Nevertheless, Cabot — calling three such wells “unviable” — decided to plug them in 2011. According to public filings, it paid $2.1 million to do so, at an average well cost of $700,000.

A more typical plugging cost for an unconventional well is around $100,000, according to DEP and industry estimates. It involves setting cement plugs where the well comes in contact with oil, gas or water, and spacing the plugs with bentonite gel, to reduce costs.

While Marcellus operators often say that shale wells will produce for decades, they may not be economic for that long. When the cost of maintaining the well outstrips the value of its bounty, operators will either plug it or sell it to a smaller company, according to Austin Mitchell, a researcher at Carnegie Mellon University who studies well plugging economics.

For some Marcellus wells, that time has already come.

Range Resources Corp., the Texas-based operator that was first to the scene of the Marcellus and drilled its first unconventional well here in 2003, has plugged 62 wells so far.

“It’s a combination of operational and technical [reasons],” said Matt Pitzarella, a spokesman for the company. “Almost all of the vertical [plugged] wells, they were test wells.”

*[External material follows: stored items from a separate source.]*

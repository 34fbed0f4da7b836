//! Configuration file management.
//!
//! The file is optional; every setting falls back to the monitor defaults.
//!
//! ```toml
//! [source]
//! url = "http://localhost:5000/api/lectura"
//! timeout_secs = 10
//!
//! [monitor]
//! poll_interval_secs = 5
//! tick_interval_secs = 1
//! online_threshold_secs = 30
//! window_size = 20
//! utc_offset_hours = -6
//!
//! [thresholds]
//! good_max = 300.0
//! medium_max = 600.0
//!
//! [display]
//! latest_count = 5
//! no_color = false
//! ```

use std::path::{Path, PathBuf};
use std::time::Duration;

use serde::{Deserialize, Serialize};

use airwatch_core::config::{
    DEFAULT_ONLINE_THRESHOLD, DEFAULT_POLL_INTERVAL, DEFAULT_REQUEST_TIMEOUT, DEFAULT_SOURCE_URL,
    DEFAULT_TICK_INTERVAL, DEFAULT_UTC_OFFSET_HOURS, DEFAULT_WINDOW_SIZE,
};
use airwatch_core::{MonitorConfig, ThresholdConfig};

use crate::cli::{MonitorArgs, SourceArgs};

/// Configuration file structure
#[derive(Debug, Clone, Default, PartialEq, Serialize, Deserialize)]
#[serde(default)]
pub struct Config {
    /// Readings source settings.
    pub source: SourceConfig,
    /// Polling and liveness settings.
    pub monitor: MonitorSection,
    /// Band boundaries.
    pub thresholds: ThresholdConfig,
    /// Output settings.
    pub display: DisplayConfig,
}

impl Config {
    /// Load configuration from `path`, or defaults if it does not exist.
    pub fn load_or_default<P: AsRef<Path>>(path: P) -> Result<Self, ConfigError> {
        if path.as_ref().exists() {
            Self::load(path)
        } else {
            Ok(Self::default())
        }
    }

    /// Load configuration from a file.
    pub fn load<P: AsRef<Path>>(path: P) -> Result<Self, ConfigError> {
        let content = std::fs::read_to_string(path.as_ref()).map_err(|e| ConfigError::Read {
            path: path.as_ref().to_path_buf(),
            source: e,
        })?;
        toml::from_str(&content).map_err(|e| ConfigError::Parse {
            path: path.as_ref().to_path_buf(),
            source: e,
        })
    }

    /// Save configuration to a file.
    pub fn save<P: AsRef<Path>>(&self, path: P) -> Result<(), ConfigError> {
        let content = self.to_toml()?;

        // Create parent directories if needed
        if let Some(parent) = path.as_ref().parent() {
            std::fs::create_dir_all(parent).map_err(|e| ConfigError::Write {
                path: parent.to_path_buf(),
                source: e,
            })?;
        }

        std::fs::write(path.as_ref(), content).map_err(|e| ConfigError::Write {
            path: path.as_ref().to_path_buf(),
            source: e,
        })
    }

    /// Render as TOML.
    pub fn to_toml(&self) -> Result<String, ConfigError> {
        toml::to_string_pretty(self).map_err(ConfigError::Serialize)
    }

    /// Validate the configuration and return any errors.
    ///
    /// This checks:
    /// - The source URL uses http or https and the timeout is non-zero
    /// - Poll and tick intervals and the window size are non-zero
    /// - The online threshold is longer than the poll interval
    /// - The UTC offset is a real-world offset
    /// - Band bounds are finite and ordered
    ///
    /// # Example
    ///
    /// ```ignore
    /// let config = Config::default();
    /// config.validate().expect("Default config should be valid");
    /// ```
    pub fn validate(&self) -> Result<(), ConfigError> {
        let mut errors = Vec::new();
        errors.extend(self.source.validate());
        errors.extend(
            self.monitor_config()
                .issues()
                .into_iter()
                .map(|issue| ValidationError {
                    field: file_field(issue.field).to_string(),
                    message: issue.message,
                }),
        );

        if self.display.latest_count == 0 {
            errors.push(ValidationError {
                field: "display.latest_count".to_string(),
                message: "must be at least 1".to_string(),
            });
        }

        if errors.is_empty() {
            Ok(())
        } else {
            Err(ConfigError::Validation(errors))
        }
    }

    /// Apply command-line source overrides.
    pub fn apply_source_args(&mut self, args: &SourceArgs) {
        if let Some(url) = &args.url {
            self.source.url = url.clone();
        }
        if let Some(timeout) = args.timeout {
            self.source.timeout_secs = timeout;
        }
    }

    /// Apply command-line monitor overrides.
    pub fn apply_monitor_args(&mut self, args: &MonitorArgs) {
        if let Some(interval) = args.interval {
            self.monitor.poll_interval_secs = interval;
        }
        if let Some(threshold) = args.offline_after {
            self.monitor.online_threshold_secs = threshold;
        }
        if let Some(window) = args.window {
            self.monitor.window_size = window;
        }
    }

    /// Settings for the monitor.
    pub fn monitor_config(&self) -> MonitorConfig {
        MonitorConfig::builder()
            .poll_interval(Duration::from_secs(self.monitor.poll_interval_secs))
            .tick_interval(Duration::from_secs(self.monitor.tick_interval_secs))
            .online_threshold(Duration::from_secs(self.monitor.online_threshold_secs))
            .window_size(self.monitor.window_size)
            .utc_offset_hours(self.monitor.utc_offset_hours)
            .thresholds(self.thresholds)
            .build()
    }

    /// HTTP request timeout.
    pub fn request_timeout(&self) -> Duration {
        Duration::from_secs(self.source.timeout_secs)
    }
}

/// Readings source configuration.
#[derive(Debug, Clone, PartialEq, Serialize, Deserialize)]
#[serde(default)]
pub struct SourceConfig {
    /// Endpoint URL.
    pub url: String,
    /// Request timeout in seconds.
    pub timeout_secs: u64,
}

impl Default for SourceConfig {
    fn default() -> Self {
        Self {
            url: DEFAULT_SOURCE_URL.to_string(),
            timeout_secs: DEFAULT_REQUEST_TIMEOUT.as_secs(),
        }
    }
}

impl SourceConfig {
    /// Validate source configuration.
    pub fn validate(&self) -> Vec<ValidationError> {
        let mut errors = Vec::new();

        if self.url.trim().is_empty() {
            errors.push(ValidationError {
                field: "source.url".to_string(),
                message: "URL cannot be empty".to_string(),
            });
        } else if !self.url.starts_with("http://") && !self.url.starts_with("https://") {
            errors.push(ValidationError {
                field: "source.url".to_string(),
                message: format!("'{}' must start with http:// or https://", self.url),
            });
        }

        if self.timeout_secs == 0 {
            errors.push(ValidationError {
                field: "source.timeout_secs".to_string(),
                message: "must be at least 1".to_string(),
            });
        }

        errors
    }
}

/// Polling and liveness configuration.
#[derive(Debug, Clone, PartialEq, Serialize, Deserialize)]
#[serde(default)]
pub struct MonitorSection {
    /// Seconds between polls.
    pub poll_interval_secs: u64,
    /// Seconds between liveness re-evaluations.
    pub tick_interval_secs: u64,
    /// Seconds without a new reading before the device is offline.
    pub online_threshold_secs: u64,
    /// Readings kept in the chart window.
    pub window_size: usize,
    /// Display offset from UTC, in hours.
    pub utc_offset_hours: i8,
}

impl Default for MonitorSection {
    fn default() -> Self {
        Self {
            poll_interval_secs: DEFAULT_POLL_INTERVAL.as_secs(),
            tick_interval_secs: DEFAULT_TICK_INTERVAL.as_secs(),
            online_threshold_secs: DEFAULT_ONLINE_THRESHOLD.as_secs(),
            window_size: DEFAULT_WINDOW_SIZE,
            utc_offset_hours: DEFAULT_UTC_OFFSET_HOURS,
        }
    }
}

/// Name of the config file key behind a monitor setting.
fn file_field(setting: &str) -> &str {
    match setting {
        "poll_interval" => "monitor.poll_interval_secs",
        "tick_interval" => "monitor.tick_interval_secs",
        "online_threshold" => "monitor.online_threshold_secs",
        "window_size" => "monitor.window_size",
        "utc_offset_hours" => "monitor.utc_offset_hours",
        "good_max" => "thresholds.good_max",
        other => other,
    }
}

/// Output configuration.
#[derive(Debug, Clone, PartialEq, Serialize, Deserialize)]
#[serde(default)]
pub struct DisplayConfig {
    /// Number of latest readings to list.
    pub latest_count: usize,
    /// Disable colored output.
    pub no_color: bool,
}

impl Default for DisplayConfig {
    fn default() -> Self {
        Self {
            latest_count: 5,
            no_color: false,
        }
    }
}

/// Configuration errors.
#[derive(Debug, thiserror::Error)]
pub enum ConfigError {
    #[error("Failed to read config file {path}: {source}")]
    Read {
        path: PathBuf,
        source: std::io::Error,
    },
    #[error("Failed to parse config file {path}: {source}")]
    Parse {
        path: PathBuf,
        source: toml::de::Error,
    },
    #[error("Failed to serialize config: {0}")]
    Serialize(toml::ser::Error),
    #[error("Failed to write config file {path}: {source}")]
    Write {
        path: PathBuf,
        source: std::io::Error,
    },
    #[error("Configuration validation failed:\n{}", format_validation_errors(.0))]
    Validation(Vec<ValidationError>),
}

/// A single validation error with context.
#[derive(Debug, Clone, PartialEq, Eq)]
pub struct ValidationError {
    /// The field path (e.g., `monitor.window_size`).
    pub field: String,
    /// Description of the validation failure.
    pub message: String,
}

impl std::fmt::Display for ValidationError {
    fn fmt(&self, f: &mut std::fmt::Formatter<'_>) -> std::fmt::Result {
        write!(f, "{}: {}", self.field, self.message)
    }
}

fn format_validation_errors(errors: &[ValidationError]) -> String {
    errors
        .iter()
        .map(|e| format!("  - {}", e))
        .collect::<Vec<_>>()
        .join("\n")
}

/// Default configuration file path.
pub fn default_config_path() -> PathBuf {
    dirs::config_dir()
        .unwrap_or_else(|| PathBuf::from("."))
        .join("airwatch")
        .join("config.toml")
}

#[cfg(test)]
mod tests {
    use super::*;

    fn fields(err: ConfigError) -> Vec<String> {
        match err {
            ConfigError::Validation(errors) => errors.into_iter().map(|e| e.field).collect(),
            other => panic!("expected validation error, got {}", other),
        }
    }

    #[test]
    fn test_default_is_valid() {
        let config = Config::default();
        assert!(config.validate().is_ok());
        assert_eq!(config.source.url, "http://localhost:5000/api/lectura");
        assert_eq!(config.monitor_config(), MonitorConfig::default());
    }

    #[test]
    fn test_partial_file_uses_defaults() {
        let toml = r#"
            [monitor]
            window_size = 50

            [thresholds]
            medium_max = 800.0
        "#;
        let config: Config = toml::from_str(toml).unwrap();
        assert_eq!(config.monitor.window_size, 50);
        assert_eq!(config.monitor.poll_interval_secs, 5);
        assert_eq!(config.thresholds.good_max, 300.0);
        assert_eq!(config.thresholds.medium_max, 800.0);
        assert_eq!(config.display.latest_count, 5);
    }

    #[test]
    fn test_config_save_and_load() {
        let temp_dir = tempfile::tempdir().unwrap();
        let config_path = temp_dir.path().join("nested").join("config.toml");

        let mut config = Config::default();
        config.source.url = "https://sensor.example/api/lectura".to_string();
        config.monitor.utc_offset_hours = 2;
        config.display.no_color = true;

        config.save(&config_path).unwrap();
        let loaded = Config::load(&config_path).unwrap();
        assert!(loaded.validate().is_ok());
        assert_eq!(loaded, config);
    }

    #[test]
    fn test_load_missing_file() {
        let result = Config::load("/nonexistent/path/config.toml");
        assert!(matches!(result, Err(ConfigError::Read { .. })));
    }

    #[test]
    fn test_load_or_default_missing_file() {
        let temp_dir = tempfile::tempdir().unwrap();
        let config = Config::load_or_default(temp_dir.path().join("absent.toml")).unwrap();
        assert_eq!(config, Config::default());
    }

    #[test]
    fn test_load_invalid_toml() {
        let temp_dir = tempfile::tempdir().unwrap();
        let config_path = temp_dir.path().join("bad.toml");
        std::fs::write(&config_path, "[monitor\nwindow_size = ").unwrap();

        let result = Config::load(&config_path);
        assert!(matches!(result, Err(ConfigError::Parse { .. })));
    }

    #[test]
    fn test_validation_collects_all_errors() {
        let mut config = Config::default();
        config.source.url = "ftp://sensor".to_string();
        config.monitor.window_size = 0;
        config.monitor.online_threshold_secs = 5;
        config.monitor.utc_offset_hours = 20;
        config.thresholds.good_max = 900.0;

        let fields = fields(config.validate().unwrap_err());
        assert_eq!(
            fields,
            vec![
                "source.url",
                "monitor.window_size",
                "monitor.online_threshold_secs",
                "monitor.utc_offset_hours",
                "thresholds.good_max",
            ]
        );
    }

    #[test]
    fn test_monitor_issues_map_to_file_keys() {
        let mut config = Config::default();
        config.monitor.tick_interval_secs = 0;
        config.thresholds.medium_max = f64::NAN;

        let fields = fields(config.validate().unwrap_err());
        assert_eq!(fields, vec!["monitor.tick_interval_secs", "thresholds"]);
    }

    #[test]
    fn test_validation_error_display() {
        let error = ConfigError::Validation(vec![ValidationError {
            field: "monitor.window_size".to_string(),
            message: "must be at least 1".to_string(),
        }]);
        let message = error.to_string();
        assert!(message.contains("validation failed"));
        assert!(message.contains("  - monitor.window_size: must be at least 1"));
    }

    #[test]
    fn test_cli_overrides() {
        let mut config = Config::default();
        config.apply_source_args(&SourceArgs {
            url: Some("http://10.0.0.5:5000/api/lectura".to_string()),
            timeout: Some(3),
        });
        config.apply_monitor_args(&MonitorArgs {
            interval: Some(2),
            offline_after: None,
            window: Some(10),
        });

        assert_eq!(config.source.url, "http://10.0.0.5:5000/api/lectura");
        assert_eq!(config.request_timeout(), Duration::from_secs(3));

        let monitor = config.monitor_config();
        assert_eq!(monitor.poll_interval, Duration::from_secs(2));
        assert_eq!(monitor.online_threshold, Duration::from_secs(30));
        assert_eq!(monitor.window_size, 10);
        assert!(monitor.validate().is_ok());
    }

    #[test]
    fn test_default_config_path() {
        let path = default_config_path();
        assert!(path.ends_with("airwatch/config.toml"));
    }
}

In 2011, Range drilled a horizontal well in Donegal Township, in Washington County, which produced a decent amount of gas and natural gas liquids. The company plugged it just two years later because Range developed newer, more productive wells nearby.

“We’re drilling them better, completing them better,” Mr. Pitzarella said.

The cost to maintain a well, including inspecting it, sometimes means it’s not worth keeping an older, less productive well active. If the company already has recovered its development cost and broken even, it might plug an older well, he said.

“It’s almost always because you have a more efficient multi-well pad nearby,” he said.

There are also other factors.

“We might have been trying a new area. We may have been testing a new technique and it wasn’t optimal,” Mr. Pitzarella said. “Or we may hit a fault.”